Supreme Court roundup 12-18 Mar
Decisions, proceedings and news from the highest courts in some common law jurisdictions in the past week.
Parker v R and anor  NZSC 20 (11 March 2021)
Unsuccessful leave application – P sought leave to appeal against CA judgment dismissing his appeal against HC decision declining his application for name suppression – SC not satisfied in the interests of justice to grant leave, applying test set out in s 74 of the Senior Courts Act 2016 – CA’s interim suppression order in its judgment would lapse - To provide P with opportunity to communicate the result as he needed to, SC ordered continuing suppression of his name, address, occupation and any identifying particulars until 2 pm on Friday 12 March 2021 - After that, no impediment to reporting P’s name – Application dismissed.

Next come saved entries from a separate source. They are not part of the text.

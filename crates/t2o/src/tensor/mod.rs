//! Tensor entities tracked by the per-subgraph registry.

mod data;
mod dtype;

pub use data::TensorData;
pub use dtype::DType;

use std::fmt;

use tracing::debug;

use crate::error::{ConvertError, Result};
use crate::layout::Layout;
use crate::ops::OpId;
use crate::source;
use crate::status::Status;
use crate::target;

/// Default quantization scale for tensors without quantization parameters.
pub const DEFAULT_SCALE: f32 = 1.0;
/// Default quantization zero point for tensors without quantization parameters.
pub const DEFAULT_ZERO_POINT: i64 = 127;

/// Stable handle of a tensor inside its [`TensorRegistry`](crate::registry::TensorRegistry).
#[derive(Debug, Clone, Copy, PartialEq, Eq, Hash, PartialOrd, Ord)]
pub struct TensorId(pub u32);

impl TensorId {
    pub(crate) fn index(self) -> usize {
        self.0 as usize
    }
}

/// A value flowing through the graph: runtime activation or constant initializer.
#[derive(Debug, Clone)]
pub struct Tensor {
    id: TensorId,
    name: String,
    /// Index in the source subgraph's tensor table; `None` for synthesized tensors.
    source_index: Option<usize>,
    pub shape: Vec<usize>,
    dtype: Option<DType>,
    is_initializer: bool,
    pub data: Option<TensorData>,
    pub scale: f32,
    pub zero_point: i64,
    layout: Option<Layout>,
    producers: Vec<OpId>,
    consumers: Vec<OpId>,
    status: Status,
}

impl Tensor {
    pub(crate) fn new(
        id: TensorId,
        name: impl Into<String>,
        source_index: Option<usize>,
        layout: Option<Layout>,
        is_initializer: bool,
    ) -> Self {
        Tensor {
            id,
            name: name.into(),
            source_index,
            shape: Vec::new(),
            dtype: None,
            is_initializer,
            data: None,
            scale: DEFAULT_SCALE,
            zero_point: DEFAULT_ZERO_POINT,
            layout,
            producers: Vec::new(),
            consumers: Vec::new(),
            status: Status::Inited,
        }
    }

    pub fn id(&self) -> TensorId {
        self.id
    }

    pub fn name(&self) -> &str {
        &self.name
    }

    pub fn source_index(&self) -> Option<usize> {
        self.source_index
    }

    /// Element type; panics if the tensor has not been parsed yet.
    pub fn dtype(&self) -> DType {
        self.dtype
            .unwrap_or_else(|| panic!("tensor <{}> has no element type yet", self.name))
    }

    pub fn try_dtype(&self) -> Option<DType> {
        self.dtype
    }

    /// Assigns the element type. A tensor's type may be assigned only once.
    pub fn set_dtype(&mut self, dtype: DType) {
        assert!(
            self.dtype.is_none(),
            "element type of <{}> assigned twice",
            self.name
        );
        self.dtype = Some(dtype);
    }

    /// Re-types an already typed tensor, re-casting initializer data to match.
    pub fn coerce_dtype(&mut self, dtype: DType) {
        assert!(
            self.dtype.is_some(),
            "cannot coerce untyped tensor <{}>",
            self.name
        );
        self.dtype = Some(dtype);
        if let Some(data) = self.data.as_mut() {
            *data = data.cast(dtype);
        }
    }

    pub fn is_initializer(&self) -> bool {
        self.is_initializer
    }

    pub fn layout(&self) -> Option<&Layout> {
        self.layout.as_ref()
    }

    pub fn status(&self) -> Status {
        self.status
    }

    /// Tags a synthesized tensor with a layout before the transform pass runs.
    pub(crate) fn set_layout(&mut self, layout: Layout) {
        assert!(
            !self.status.is_transformed(),
            "layout of <{}> changed after transform",
            self.name
        );
        self.layout = Some(layout);
    }

    pub fn producers(&self) -> &[OpId] {
        &self.producers
    }

    pub fn consumers(&self) -> &[OpId] {
        &self.consumers
    }

    pub fn rank(&self) -> usize {
        self.shape.len()
    }

    /// Number of elements implied by `shape`.
    pub fn element_count(&self) -> usize {
        self.shape.iter().product()
    }

    pub fn add_producer(&mut self, op: OpId) {
        if !self.producers.contains(&op) {
            self.producers.push(op);
        }
    }

    pub fn add_consumer(&mut self, op: OpId) {
        if !self.consumers.contains(&op) {
            self.consumers.push(op);
        }
    }

    pub fn remove_consumer(&mut self, op: OpId) {
        self.consumers.retain(|&consumer| consumer != op);
    }

    /// Swaps the producer edge `old` for `new`, keeping its position.
    pub fn replace_producer(&mut self, old: OpId, new: OpId) {
        replace_edge(&mut self.producers, old, new, &self.name, "producer");
    }

    /// Swaps the consumer edge `old` for `new`, keeping its position.
    pub fn replace_consumer(&mut self, old: OpId, new: OpId) {
        replace_edge(&mut self.consumers, old, new, &self.name, "consumer");
    }

    /// Quantized activations use the unsigned 8-bit type.
    pub fn is_quantized(&self) -> bool {
        self.dtype == Some(DType::Uint8)
    }

    /// Rank-0 constant with exactly one element and no layout.
    pub fn is_scalar(&self) -> bool {
        self.layout.is_none()
            && self.shape.is_empty()
            && self.data.as_ref().map_or(false, |data| data.len() == 1)
    }

    pub fn set_parsed(&mut self) {
        self.status.advance(Status::Parsed);
    }

    /// Populates shape, element type, quantization and (for initializers) data
    /// from the source model. A no-op once the tensor has been parsed.
    pub fn parse(&mut self, model: &source::Model, subgraph: &source::Subgraph) -> Result<()> {
        if self.status.is_parsed() {
            return Ok(());
        }
        let index = self
            .source_index
            .unwrap_or_else(|| panic!("synthesized tensor <{}> cannot be parsed", self.name));
        let desc = subgraph.tensor(index as i64)?;
        debug!("Parsing {}...", self.name);

        self.shape = desc
            .shape
            .iter()
            .map(|&dim| {
                usize::try_from(dim).map_err(|_| ConvertError::NegativeDimension {
                    tensor: self.name.clone(),
                    dim,
                    shape: desc.shape.clone(),
                })
            })
            .collect::<Result<_>>()?;

        let dtype =
            DType::from_source(desc.dtype).ok_or_else(|| ConvertError::UnsupportedDType {
                tensor: self.name.clone(),
                dtype: desc.dtype.to_string(),
            })?;
        self.set_dtype(dtype);

        if let Some(quant) = &desc.quantization {
            let count = quant.scale.len().max(quant.zero_point.len());
            if quant.scale.len() != 1 || quant.zero_point.len() != 1 {
                return Err(ConvertError::MultiElementQuantization {
                    tensor: self.name.clone(),
                    count,
                });
            }
            self.scale = quant.scale[0];
            self.zero_point = quant.zero_point[0];
        }

        let bytes = model.buffer_data(desc)?;
        if !bytes.is_empty() {
            self.is_initializer = true;
        }
        if self.is_initializer {
            if bytes.is_empty() {
                return Err(ConvertError::MissingData {
                    tensor: self.name.clone(),
                });
            }
            let data = TensorData::from_le_bytes(dtype, bytes).ok_or_else(|| {
                ConvertError::DataLengthMismatch {
                    tensor: self.name.clone(),
                    shape: self.shape.clone(),
                    expected: self.element_count(),
                    actual: bytes.len() / dtype.size_in_bytes(),
                }
            })?;
            if data.len() != self.element_count() {
                return Err(ConvertError::DataLengthMismatch {
                    tensor: self.name.clone(),
                    shape: self.shape.clone(),
                    expected: self.element_count(),
                    actual: data.len(),
                });
            }
            self.data = Some(data);
        }

        self.set_parsed();
        Ok(())
    }

    /// Applies the tensor's layout to its shape and, for initializers, its data.
    pub fn transform(&mut self) {
        assert!(
            self.status.is_parsed(),
            "tensor <{}> transformed before parse",
            self.name
        );
        if self.status.is_transformed() {
            return;
        }
        let layout = self
            .layout
            .clone()
            .unwrap_or_else(|| panic!("tensor <{}> has no layout to apply", self.name));
        if !layout.is_match() {
            debug!("Transforming {} with layout {}", self.name, layout);
            if let Some(data) = self.data.as_mut() {
                *data = data.permute(&layout, &self.shape);
            }
            self.shape = layout.transform(&self.shape);
        }
        self.status.advance(Status::Transformed);
    }

    /// Builds (and validates) the target representation of this tensor.
    pub fn convert(&mut self) -> Result<target::TensorNode> {
        assert!(
            self.status.is_parsed(),
            "tensor <{}> converted before parse",
            self.name
        );
        debug!("Converting {}...", self.name);
        let node = if self.is_initializer {
            let data = self.data.clone().ok_or_else(|| ConvertError::MissingData {
                tensor: self.name.clone(),
            })?;
            target::TensorNode::initializer(&self.name, self.dtype(), &self.shape, data)
        } else {
            target::TensorNode::value_info(&self.name, self.dtype(), &self.shape)
        };
        target::check_tensor(&node)?;
        self.status.advance(Status::Converted);
        Ok(node)
    }
}

impl fmt::Display for Tensor {
    fn fmt(&self, f: &mut fmt::Formatter<'_>) -> fmt::Result {
        match self.dtype {
            Some(dtype) => write!(f, "<{}>({},{:?})", self.name, dtype, self.shape),
            None => write!(f, "<{}>(?,{:?})", self.name, self.shape),
        }
    }
}

fn replace_edge(edges: &mut [OpId], old: OpId, new: OpId, tensor: &str, role: &str) {
    let slot = edges
        .iter()
        .position(|&op| op == old)
        .unwrap_or_else(|| panic!("{role} {old:?} is not attached to <{tensor}>"));
    edges[slot] = new;
}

Nancarrow v R  NZSC 21 (11 March 2021)
Unsuccessful leave application – N convicted of sexual offending against three young persons - Offending historic (ranging from 1970–1986) – Applied for leave to appeal against CA decision dismissing his appeal against conviction – SC said CA thoroughly examined issues raised – CA said ultimately none of alleged flaws in trial, including a number no longer pursued, caused a risk of a miscarriage of justice - No error of principle involved in CA decision and matters raised related to particular facts and circumstances of case – Nor did anything N raised suggest that CA conclusion on miscarriage of justice was erroneous – Application dismissed.

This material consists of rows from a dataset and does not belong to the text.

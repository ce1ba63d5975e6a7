//! Reshape: the representative layout-agnostic operator.
//!
//! Reshape reinterprets the flat element order of its input, so it is only
//! correct in the layout the source model was authored in. Any layout-tagged
//! neighbour gets a Transpose spliced in by [`rewrite`](super::rewrite).

use tracing::{debug, warn};

use crate::error::{ConvertError, Result};
use crate::graph::Graph;
use crate::layout::Layout;
use crate::ops::{check_arity, rewrite, OpId, OpKind};
use crate::registry::SYNTHETIC_PREFIX;
use crate::source::{BuiltinOperator, BuiltinOptions};
use crate::tensor::DType;

#[derive(Debug, Clone, Default, PartialEq, Eq)]
pub struct ReshapeAttrs {
    /// Set on reshapes that only lift an operand's rank for broadcasting.
    /// Layout handling then rewrites the shape vector instead of splicing.
    pub for_fake_broadcasting: bool,
}

pub(crate) fn parse(graph: &mut Graph<'_>, op: OpId) -> Result<()> {
    let desc = graph.source_op(op);
    let index = graph
        .op(op)
        .index()
        .unwrap_or_else(|| panic!("{} has no source operator", graph.op(op)));
    let opcode = graph.model().opcode(desc);
    assert_eq!(
        opcode,
        BuiltinOperator::Reshape,
        "operator #{index} is not a reshape"
    );
    check_arity("Reshape", index, "inputs", 1..=2, desc.inputs.len())?;
    check_arity("Reshape", index, "outputs", 1..=1, desc.outputs.len())?;

    graph.parse_input(op, 0, None, false)?;

    if desc.inputs.get(1).map_or(false, |&t| t >= 0) {
        let shape = graph.parse_input(op, 1, None, false)?;
        let tensor = graph.tensor_mut(shape);
        // Shape operands are int32 in the source and int64 in the target.
        tensor.coerce_dtype(DType::Int64);
        if tensor.rank() > 1 {
            warn!(
                "Shape operand {} has rank {}; runtimes only accept rank-1 shapes, \
                 flattening initializers and leaving runtime values as they are",
                tensor,
                tensor.rank()
            );
            if tensor.is_initializer() {
                tensor.shape = vec![tensor.element_count()];
            }
        }
    } else {
        let new_shape = match &desc.options {
            BuiltinOptions::Reshape(options) => &options.new_shape,
            _ => {
                return Err(ConvertError::UnsupportedAttribute {
                    op: "Reshape",
                    index,
                    reason: "no shape operand and no new_shape option".to_string(),
                })
            }
        };
        let values: Vec<i64> = new_shape.iter().map(|&dim| i64::from(dim)).collect();
        let owner = graph.subgraph().tensor(desc.outputs[0])?.name.clone();
        let shape = graph.registry_mut().create_vector(&owner, &values);
        debug!("Reshape #{} takes its shape {:?} from options", index, values);
        graph.tensor_mut(shape).add_consumer(op);
        graph.op_mut(op).inputs.push(shape);
    }

    let output = graph.parse_output(op, 0, None)?;
    let name = graph.tensor(output).name().to_string();
    let operator = graph.op_mut(op);
    operator.name = name;
    operator.set_parsed();
    Ok(())
}

pub(crate) fn transform(graph: &mut Graph<'_>, op: OpId, attrs: &ReshapeAttrs) -> Result<()> {
    let input = graph.op(op).inputs()[0];
    let output = graph.op(op).outputs()[0];

    if attrs.for_fake_broadcasting {
        assert_ne!(
            graph.tensor(input).rank(),
            graph.tensor(output).rank(),
            "broadcast reshape {} does not change rank",
            graph.op(op)
        );
        let out = graph.tensor(output);
        let layout = out
            .layout()
            .cloned()
            .ok_or_else(|| ConvertError::MissingLayout {
                tensor: out.name().to_string(),
            })?;
        let shape = graph.op(op).inputs()[1];
        let tensor = graph.tensor_mut(shape);
        let data = tensor
            .data
            .as_ref()
            .ok_or_else(|| ConvertError::MissingData {
                tensor: tensor.name().to_string(),
            })?
            .reorder(&layout);
        tensor.data = Some(data);
        return Ok(());
    }

    if graph.tensor(input).layout().is_some() {
        rewrite::preserve_input_layout(graph, op, 0)?;
    }
    if graph.tensor(output).layout().is_some() {
        rewrite::preserve_output_layout(graph, op, 0)?;
    }
    Ok(())
}

/// Lifts input `slot` of `consumer` to the rank of `layout` by prepending unit
/// dimensions, through a synthetic broadcast reshape placed in the consumer's
/// `pre` list. The reshaped operand is tagged with `layout`.
///
/// Must run after parse and before transform: the new tensor and operator are
/// picked up by the transform pass like any other.
pub fn insert_broadcast_reshape(
    graph: &mut Graph<'_>,
    consumer: OpId,
    slot: usize,
    layout: Layout,
) -> Result<OpId> {
    let status = graph.op(consumer).status();
    assert!(
        status.is_parsed() && !status.is_transformed(),
        "broadcast reshape for {} must be inserted between parse and transform",
        graph.op(consumer)
    );
    let operand = graph.op(consumer).inputs()[slot];
    let source = graph.tensor(operand);
    if source.rank() >= layout.rank() {
        return Err(ConvertError::validation(
            source.name(),
            format!(
                "rank-{} operand cannot be broadcast to rank {}",
                source.rank(),
                layout.rank()
            ),
        ));
    }
    let mut shape = vec![1usize; layout.rank() - source.rank()];
    shape.extend_from_slice(&source.shape);
    let name = format!("{SYNTHETIC_PREFIX}_Reshape_{}", source.name());

    let reshaped = graph.registry_mut().get_with_ref(operand, &name, false);
    let values: Vec<i64> = shape.iter().map(|&dim| dim as i64).collect();
    let shape_vector = graph.registry_mut().create_vector(&name, &values);
    {
        let tensor = graph.tensor_mut(reshaped);
        tensor.shape = shape;
        tensor.set_layout(layout);
        tensor.set_parsed();
    }

    let attrs = ReshapeAttrs {
        for_fake_broadcasting: true,
    };
    let reshape = graph.add_synthetic_op(OpKind::Reshape(attrs), name);
    graph.op_mut(reshape).inputs.extend([operand, shape_vector]);
    graph.tensor_mut(operand).replace_consumer(consumer, reshape);
    graph.tensor_mut(shape_vector).add_consumer(reshape);
    graph.op_mut(consumer).replace_input(operand, reshaped);

    graph.op_mut(reshape).outputs.push(reshaped);
    graph.tensor_mut(reshaped).add_producer(reshape);
    graph.tensor_mut(reshaped).add_consumer(consumer);
    graph.op_mut(reshape).set_parsed();

    graph.op_mut(consumer).pre.push(reshape);
    debug!("Inserted {} before {}", graph.op(reshape), graph.op(consumer));
    Ok(reshape)
}

#[cfg(test)]
mod tests {
    use super::*;
    use crate::ops;
    use crate::source::{Buffer, Model, OperatorDesc, SourceDType, Subgraph, TensorDesc};

    /// `x:[1,4] -> Reshape(s=[4]) -> z:[4]`, no layouts anywhere.
    fn rank_dropping_reshape() -> Model {
        let desc = |name: &str, shape: Vec<i64>, dtype: SourceDType, buffer: usize| TensorDesc {
            name: name.to_string(),
            shape,
            dtype,
            buffer,
            quantization: None,
        };
        Model {
            operator_codes: vec![BuiltinOperator::Reshape],
            buffers: vec![
                Buffer::default(),
                Buffer {
                    data: 4i32.to_le_bytes().to_vec(),
                },
            ],
            subgraphs: vec![Subgraph {
                name: None,
                tensors: vec![
                    desc("x", vec![1, 4], SourceDType::Float32, 0),
                    desc("s", vec![1], SourceDType::Int32, 1),
                    desc("z", vec![4], SourceDType::Float32, 0),
                ],
                operators: vec![OperatorDesc {
                    opcode_index: 0,
                    inputs: vec![0, 1],
                    outputs: vec![2],
                    options: BuiltinOptions::None,
                }],
                inputs: vec![0],
                outputs: vec![2],
            }],
            ..Model::default()
        }
    }

    #[test]
    fn broadcast_reshape_needs_a_tagged_output() {
        let model = rank_dropping_reshape();
        let mut graph = Graph::new(&model, &model.subgraphs[0], true);
        graph.parse().expect("parse");
        let op = graph.source_ops()[0];
        let attrs = ReshapeAttrs {
            for_fake_broadcasting: true,
        };
        let err = transform(&mut graph, op, &attrs).expect_err("untagged output");
        assert!(matches!(err, ConvertError::MissingLayout { ref tensor } if tensor == "z"));
    }

    #[test]
    #[should_panic(expected = "transformed before parse")]
    fn transform_requires_parse() {
        let model = Model::default();
        let subgraph = Subgraph::default();
        let mut graph = Graph::new(&model, &subgraph, true);
        let kind = OpKind::Reshape(ReshapeAttrs::default());
        let op = graph.add_synthetic_op(kind, "r".to_string());
        let _ = ops::transform(&mut graph, op);
    }
}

ESR Group (NZ) Ltd v Burden and ors  NZSC 22 (11 March 2021)
Unsuccessful leave application - Arose out of a procedural imbroglio in a copyright dispute between the respondents (collectively Plantation) and ESR – In proceeding commenced in 2014 (2014 proceeding), Plantation alleged ESR infringed Plantation copyright in technical drawings of furniture making up its “Irish Coast Collection” – In question here was extent to which Plantation could seek relief against ESR – SC said scope for argument as to the correctness of CA approach - meant simply that an appeal would be arguable - Argument would substantially focus on minutiae of the way in which 2014 proceeding conducted and would not raise any question of general or public importance or of commercial significance – No risk of miscarriage of justice – Application dismissed.
R v R V  SCC 10 (12 March 2021)
Successful appeal from Ontario CA – V charged with sexual offences against an underage person between 1995 and 2003 - Specifically, charged with sexual assault, sexual interference and invitation to sexual touching - Jury convicted V of sexual interference and invitation to sexual touching - Same jury said he was not guilty of sexual assault based on the same evidence - V appealed his convictions - Said guilty verdicts unreasonable because they were inconsistent with not guilty verdict - Crown cross-appealed the not guilty verdict, claiming instructions to jury were so unnecessarily confusing it amounted to error of law – CA majority said convictions for sexual interference and invitation to sexual touching unreasonable - Inconsistent with not guilty verdict on the sexual assault charge – Also said no legal error in instructions to the jury - Set aside convictions and substituted not guilty verdicts – Crown appealed to SC – SC majority set out framework to analyse cases where accused alleged verdicts inconsistent - Said in some cases, prosecution could try to reconcile verdicts that appeared to be inconsistent if they were the result of a legal error in instructions to the jury – Said burden on prosecution to satisfy an appellate court to a high degree of certainty that there was a legal error in the instructions to the jury and that the error: (1) had an impact on the not guilty verdict; (2) did not have an impact on the guilty verdict; and (3) demonstrated jury did not find the accused guilty and not guilty of the same conduct – Here majority said trial judge misdirected jury on sexual assault charge, which was a legal error - Specifically, trial judge left jury members with mistaken impression that element of “force” required for sexual assault was different than element of “touching” required for sexual interference and invitation to sexual touching - Majority said to a high degree of certainty, that the legal error: (1) had a significant impact on the not guilty verdict of sexual assault; (2) did not have an impact on the guilty verdicts; and (3) demonstrated that the jury did not actually find V guilty and not guilty of the same conduct, because the jury had not been given the right explanation of what “force” meant – SC reinstated guilty verdicts, set aside not guilty verdict on sexual assault charge and entered a stay of proceedings on that charge - Meant criminal process stopped instead of ordering a new trial – Appeal allowed.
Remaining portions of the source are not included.